Baku. 9 September. REPORT.AZ/ China's aggregate debt in last 10 years increased by 30-40% of GDP and reached 300% of GDP. Report informs citing the Goldman Sachs, in 2015 alone China had new debt in the amount of 25 trillion yuan or 3.7 trillion USD, which is equivalent to 36% of GDP.
Earlier, over the long term, China's debt for analysts meant the figure of Total Social Financing TSF which have been reduced by Chinese government as much as possible.
According to TSF the volume of new loans in China increased by 25% of GDP which is by 9% less than the real volume of lending.

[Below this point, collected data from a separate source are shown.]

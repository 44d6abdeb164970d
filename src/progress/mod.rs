//! Per-wallet progression state
//!
//! Progress records, the streak, inventory and derived level live in a SQLite
//! database (`~/.chainquest/progress.db`). All writes go through immediate
//! transactions so concurrent tabs and devices serialize on the write lock.
//!
//! # Usage
//!
//! ```ignore
//! let db = ProgressDb::open_default()?;
//! let store = ProgressStore::new(db.clone(), day_offset(0));
//!
//! store.record_login(&wallet, Utc::now())?;
//! store.apply_delta(&wallet, &ProgressDelta::xp(120))?;
//!
//! let sync = LevelSynchronizer::new(db).synchronize(&wallet)?;
//! ```

pub(crate) mod db;
pub(crate) mod levels;
mod models;
pub(crate) mod store;
pub(crate) mod time_bucket;

pub use db::{DEFAULT_BUSY_TIMEOUT, ProgressDb};
pub use levels::{LEVELS, Level, LevelProgress, LevelSync, LevelSynchronizer};
pub use models::{
    DeltaOutcome, LoginOutcome, ProgressDelta, ProgressFlag, TokenAmount, UserProgress,
    WalletAddress,
};
pub use store::{InventoryItem, ProgressStore};
pub use time_bucket::{day_bucket, day_offset, from_ms, local_day, now_ms, parse_day_bucket};
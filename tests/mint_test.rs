//! Paid completion NFT mints against a simulated wallet

mod common;

use chainquest::QuestError;
use chainquest::progress::TokenAmount;
use chainquest::rewards::{ClaimState, EntityKind, EntityRef, MintOutcome};
use chainquest::wallet::{SimulatedFailure, SimulatedWallet, WalletError};

use common::{TestApp, wallet};

fn ready(test: &TestApp, n: u8, balance_milli: u64) -> SimulatedWallet {
    let owner = wallet(n);
    test.app
        .rewards()
        .complete_module(&owner, "blockchain-basics")
        .unwrap();
    SimulatedWallet::new(owner, TokenAmount::from_milli(balance_milli))
}

fn mint_entity(n: u8) -> EntityRef {
    EntityRef::new(wallet(n), EntityKind::NftMint, "blockchain-basics")
}

#[tokio::test]
async fn test_low_balance_reserves_nothing() {
    let test = TestApp::new();
    let simulated = ready(&test, 10, 5);

    let err = test
        .app
        .minter()
        .mint(&simulated, "blockchain-basics")
        .await
        .unwrap_err();
    match err {
        QuestError::InsufficientBalance {
            required,
            available,
        } => {
            assert_eq!(required, TokenAmount::from_milli(10));
            assert_eq!(available, TokenAmount::from_milli(5));
        }
        other => panic!("unexpected error: {other}"),
    }

    let entity = test.app.claims().get(&mint_entity(10)).unwrap();
    assert_eq!(entity.state, ClaimState::Unclaimed);
    assert_eq!(simulated.submitted(), 0);
}

#[tokio::test]
async fn test_rejection_releases_and_allows_retry() {
    let test = TestApp::new();
    let simulated = ready(&test, 11, 250);
    simulated.fail_next_payment(SimulatedFailure::Reject("user declined".into()));
    let minter = test.app.minter();

    let err = minter.mint(&simulated, "blockchain-basics").await.unwrap_err();
    assert!(matches!(err, QuestError::Wallet(WalletError::Rejected(_))));
    assert!(err.is_retryable());
    assert_eq!(
        test.app.claims().get(&mint_entity(11)).unwrap().state,
        ClaimState::Unclaimed
    );
    let xp_before = test.app.store().get(&wallet(11)).unwrap().total_xp;

    let outcome = minter.mint(&simulated, "blockchain-basics").await.unwrap();
    let MintOutcome::Minted { receipt, .. } = outcome else {
        panic!("expected a mint, got {outcome:?}");
    };
    assert!(receipt.tx_signature.is_some());
    assert_eq!(
        test.app.store().get(&wallet(11)).unwrap().total_xp,
        xp_before + receipt.bundle.xp
    );
}

#[tokio::test]
async fn test_mint_succeeds_once() {
    let test = TestApp::new();
    let simulated = ready(&test, 12, 250);
    let minter = test.app.minter();

    let first = minter.mint(&simulated, "blockchain-basics").await.unwrap();
    assert!(matches!(first, MintOutcome::Minted { .. }));

    let second = minter.mint(&simulated, "blockchain-basics").await.unwrap();
    assert!(matches!(second, MintOutcome::AlreadyMinted));

    assert_eq!(simulated.submitted(), 1);
    assert_eq!(simulated.balance_of(&wallet(12)), TokenAmount::from_milli(240));
    assert_eq!(test.app.claims().payout_count(&mint_entity(12)).unwrap(), 1);
}

#[tokio::test]
async fn test_mint_before_module_is_not_found() {
    let test = TestApp::new();
    let simulated = SimulatedWallet::new(wallet(13), TokenAmount::from_milli(250));

    let err = test.app.minter().mint(&simulated, "defi-101").await.unwrap_err();
    assert!(matches!(err, QuestError::NotFound { .. }));
}

#[tokio::test]
async fn test_disconnected_wallet() {
    let test = TestApp::new();
    let err = test
        .app
        .minter()
        .mint(&SimulatedWallet::disconnected(), "blockchain-basics")
        .await
        .unwrap_err();
    assert!(matches!(err, QuestError::Wallet(WalletError::NotConnected)));
}
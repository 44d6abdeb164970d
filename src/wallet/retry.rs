//! Exponential backoff for idempotent wallet reads
//!
//! Only reads go through here. A payment is never retried automatically:
//! resubmitting could charge the user twice.

use std::future::Future;
use std::time::Duration;

use rand::Rng;
use tokio::time::sleep;
use tracing::{debug, warn};

use super::WalletError;

/// Retry behavior for wallet reads
#[derive(Debug, Clone)]
pub struct RetryPolicy {
    /// Total attempts, including the first
    pub attempts: u32,
    /// Base delay, doubled per attempt
    pub base_delay_ms: u64,
    pub max_delay_ms: u64,
    /// Add up to 50% random jitter
    pub jitter: bool,
}

impl Default for RetryPolicy {
    fn default() -> Self {
        Self {
            attempts: 3,
            base_delay_ms: 200,
            max_delay_ms: 5_000,
            jitter: true,
        }
    }
}

impl RetryPolicy {
    pub fn new(attempts: u32, base_delay_ms: u64) -> Self {
        Self {
            attempts: attempts.max(1),
            base_delay_ms,
            ..Self::default()
        }
    }

    /// Delay before retry number `attempt` (0-based)
    pub fn delay_for(&self, attempt: u32) -> Duration {
        let multiplier = 2u64.saturating_pow(attempt.min(63));
        let capped = self
            .base_delay_ms
            .saturating_mul(multiplier)
            .min(self.max_delay_ms);

        let delay = if self.jitter && capped > 0 {
            let factor = 1.0 + rand::thread_rng().gen_range(0.0..0.5);
            (capped as f64 * factor) as u64
        } else {
            capped
        };
        Duration::from_millis(delay)
    }
}

/// Run `op` until it succeeds, fails permanently, or attempts run out
pub async fn retry_read<T, F, Fut>(policy: &RetryPolicy, what: &str, mut op: F) -> Result<T, WalletError>
where
    F: FnMut() -> Fut,
    Fut: Future<Output = Result<T, WalletError>>,
{
    let attempts = policy.attempts.max(1);
    let mut attempt = 0;

    loop {
        match op().await {
            Ok(value) => return Ok(value),
            Err(e) if e.is_retryable() && attempt + 1 < attempts => {
                let delay = policy.delay_for(attempt);
                warn!(what, attempt = attempt + 1, ?delay, error = %e, "wallet read failed, retrying");
                sleep(delay).await;
                attempt += 1;
            }
            Err(e) => {
                debug!(what, attempts = attempt + 1, error = %e, "wallet read gave up");
                return Err(e);
            }
        }
    }
}
use anyhow::Result;
use clap::{Parser, Subcommand};
use std::path::PathBuf;

use chainquest::config::Config;
use chainquest::{ChainQuest, QuestError};

mod cli;

#[derive(Parser)]
#[command(name = "chainquest")]
#[command(about = "ChainQuest - XP, streaks and rewards for wallet-based learning quests")]
#[command(version)]
struct Cli {
    /// Path to the config file (defaults to ~/.chainquest/config.toml)
    #[arg(short, long, global = true)]
    config: Option<PathBuf>,

    /// Enable verbose logging
    #[arg(short, long, global = true)]
    verbose: bool,

    #[command(subcommand)]
    command: Commands,
}

#[derive(Subcommand)]
enum Commands {
    /// Write a commented default config file
    Init {
        /// Overwrite existing config file
        #[arg(long)]
        force: bool,
    },

    /// Show a wallet's progress as JSON
    Status { wallet: String },

    /// Connect a wallet: updates the streak and shows the daily popups
    Login { wallet: String },

    /// List learning modules
    Modules {
        /// Mark modules this wallet already finished
        wallet: Option<String>,
    },

    /// Complete a learning module and collect its reward
    Module { wallet: String, module: String },

    /// Show today's daily challenges
    Challenges { wallet: String },

    /// Complete one of today's challenges
    Challenge {
        wallet: String,
        slug: String,
        /// Also claim the reward
        #[arg(long)]
        claim: bool,
    },

    /// Grant a mystery box
    GrantBox {
        wallet: String,
        /// common, rare, epic or legendary
        #[arg(long, default_value = "common")]
        tier: String,
    },

    /// Open a mystery box (lists unopened boxes when no id is given)
    OpenBox { wallet: String, box_id: Option<String> },

    /// Recompute the stored level from XP
    Sync { wallet: String },

    /// Mint a finished module's completion NFT
    Mint {
        wallet: String,
        module: String,
        /// Balance of the simulated wallet (defaults to wallet.simulated_balance)
        #[arg(long)]
        balance: Option<f64>,
    },
}

#[tokio::main]
async fn main() {
    let cli = Cli::parse();

    // Initialize logging
    let log_level = if cli.verbose { "debug" } else { "info" };
    tracing_subscriber::fmt()
        .with_env_filter(
            tracing_subscriber::EnvFilter::try_from_default_env()
                .unwrap_or_else(|_| tracing_subscriber::EnvFilter::new(log_level)),
        )
        .with_writer(std::io::stderr)
        .init();

    if let Err(err) = run(cli).await {
        match err.downcast_ref::<QuestError>() {
            Some(quest) => {
                tracing::debug!("{err:#}");
                eprintln!("{}", quest.user_message());
            }
            None => eprintln!("Error: {err:#}"),
        }
        std::process::exit(1);
    }
}

async fn run(cli: Cli) -> Result<()> {
    if let Commands::Init { force } = cli.command {
        return cli::init::init_command(cli.config, force);
    }

    let config = match &cli.config {
        Some(path) => Config::load_from(path)?,
        None => Config::load()?,
    };
    let app = ChainQuest::new(config)?;

    match cli.command {
        Commands::Init { .. } => {}
        Commands::Status { wallet } => cli::status::status_command(&app, &wallet)?,
        Commands::Login { wallet } => cli::rewards::login_command(&app, &wallet)?,
        Commands::Modules { wallet } => cli::rewards::modules_command(&app, wallet.as_deref())?,
        Commands::Module { wallet, module } => {
            cli::rewards::module_command(&app, &wallet, &module)?;
        }
        Commands::Challenges { wallet } => cli::rewards::challenges_command(&app, &wallet)?,
        Commands::Challenge {
            wallet,
            slug,
            claim,
        } => cli::rewards::challenge_command(&app, &wallet, &slug, claim)?,
        Commands::GrantBox { wallet, tier } => {
            cli::rewards::grant_box_command(&app, &wallet, &tier)?;
        }
        Commands::OpenBox { wallet, box_id } => {
            cli::rewards::open_box_command(&app, &wallet, box_id.as_deref())?;
        }
        Commands::Sync { wallet } => cli::rewards::sync_command(&app, &wallet)?,
        Commands::Mint {
            wallet,
            module,
            balance,
        } => cli::mint::mint_command(&app, &wallet, &module, balance).await?,
    }

    Ok(())
}
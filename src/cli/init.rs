//! Init command implementation

use anyhow::{Context, Result, bail};
use std::path::PathBuf;

use chainquest::config::Config;

/// Default configuration content for chainquest init
pub const DEFAULT_CONFIG: &str = r#"# ChainQuest Configuration
# ========================
#
# Every key is optional; missing keys fall back to the defaults shown here.

# ============================================================================
# STORE - Where progress is kept
# ============================================================================
#
#   path            - Database file (default: ~/.chainquest/progress.db).
#                     The CHAINQUEST_DB environment variable takes precedence.
#   busy_timeout_ms - How long a write waits for another writer (default: 5000)

[store]
busy_timeout_ms = 5000

# ============================================================================
# THROTTLE - Once-per-day popups (daily streak, daily challenges)
# ============================================================================
#
#   min_gap_hours      - Suppress a popup shown less than this long ago (default: 6)
#   reset_after_hours  - Always show again after this long (default: 24)
#   utc_offset_minutes - Offset defining the calendar day for popups and streaks

[throttle]
min_gap_hours = 6
reset_after_hours = 24
utc_offset_minutes = 0

# ============================================================================
# WALLET - Balance reads and paid mints
# ============================================================================
#
#   request_timeout_ms  - Give up waiting on the wallet after this long
#   balance_retries     - Attempts for balance reads (payments are never retried)
#   retry_base_delay_ms - First backoff delay, doubled per attempt
#   in_flight_ttl_secs  - A mint that timed out may be retried after this long
#   mint_fee            - Fee for minting a completion NFT
#   simulated_balance   - Starting balance of the CLI's simulated wallet

[wallet]
request_timeout_ms = 15000
balance_retries = 3
retry_base_delay_ms = 200
in_flight_ttl_secs = 300
mint_fee = 0.010
simulated_balance = 0.250
"#;

/// Write a commented default config file
pub fn init_command(config_path: Option<PathBuf>, force: bool) -> Result<()> {
    let config_path = config_path.unwrap_or_else(Config::global_config_path);

    if config_path.exists() && !force {
        bail!(
            "Configuration already exists: {}\nUse --force to overwrite.",
            config_path.display()
        );
    }

    if let Some(parent) = config_path.parent() {
        if !parent.exists() {
            std::fs::create_dir_all(parent)
                .with_context(|| format!("Failed to create {}", parent.display()))?;
        }
    }

    std::fs::write(&config_path, DEFAULT_CONFIG)
        .with_context(|| format!("Failed to write {}", config_path.display()))?;
    println!("Created: {}", config_path.display());

    Ok(())
}

#[cfg(test)]
mod tests {
    use super::*;

    #[test]
    fn test_default_config_parses_to_defaults() {
        let parsed: Config = toml::from_str(DEFAULT_CONFIG).unwrap();
        let defaults = Config::default();
        assert_eq!(parsed.store.busy_timeout_ms, defaults.store.busy_timeout_ms);
        assert_eq!(parsed.throttle.min_gap_hours, defaults.throttle.min_gap_hours);
        assert_eq!(parsed.wallet.mint_fee, defaults.wallet.mint_fee);
        assert_eq!(parsed.wallet.simulated_balance, defaults.wallet.simulated_balance);
    }

    #[test]
    fn test_init_refuses_to_overwrite() {
        let dir = tempfile::tempdir().unwrap();
        let path = dir.path().join("config.toml");

        init_command(Some(path.clone()), false).unwrap();
        assert!(init_command(Some(path.clone()), false).is_err());
        init_command(Some(path), true).unwrap();
    }
}
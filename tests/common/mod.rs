//! Shared test utilities for progression integration tests

#![allow(dead_code)]

use std::path::PathBuf;

use tempfile::TempDir;

use chainquest::ChainQuest;
use chainquest::config::Config;
use chainquest::progress::WalletAddress;

/// A ChainQuest instance on a fresh database in a temp dir
pub struct TestApp {
    pub app: ChainQuest,
    pub dir: TempDir,
}

impl TestApp {
    pub fn new() -> Self {
        Self::with_config(Config::default())
    }

    pub fn with_config(config: Config) -> Self {
        let dir = TempDir::new().expect("Failed to create temp dir");
        let app = ChainQuest::with_path(&dir.path().join("progress.db"), config)
            .expect("Failed to open progress db");
        Self { app, dir }
    }

    pub fn db_path(&self) -> PathBuf {
        self.dir.path().join("progress.db")
    }
}

/// Deterministic wallet address for test number `n`
pub fn wallet(n: u8) -> WalletAddress {
    WalletAddress::parse(&format!("0x{}", format!("{n:02x}").repeat(20)))
        .expect("valid test address")
}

Overall, China hid the actual amount of credit debt and showed about 35% lower. The reason is simple:China does not want the world and the country's population to know how much it is dependent on loans.Of course, these loans were fully provided, but China's asset quality is getting worse. Bank analysts say if China discloses actual financial indicators, then the outflow of capital from country will accelerate which strike banking system and national currency - yuan as a result, there will be a new wave of global crisis.
Goldman Sachs has estimated China's real credit volume and came to the conclusion that the influx of new loans in the first half of 2016, amounted to 35% of GDP. Decrease in the formation of loans rated as positive and has reduced the gap with TSF.It also shows an increase in fight against "shadow" lending. According to the bank, China to achieve the forecast of 6.5% economic growth must provide the current level of investment and therefore should maintain the intensity of lending.
That's to say, People's Bank of China simply can not restrain credit growth.
By 2019, the debt to GDP ratio exceeds 400%, which means not only the bank, but also of the global financial crisis. The People's Bank of China and Beijing hide the truth through a series of effective exercises, such as the nationalization of the equity markets, bonds and currencies. However, after some time, China's problems could lead to a new global financial crisis.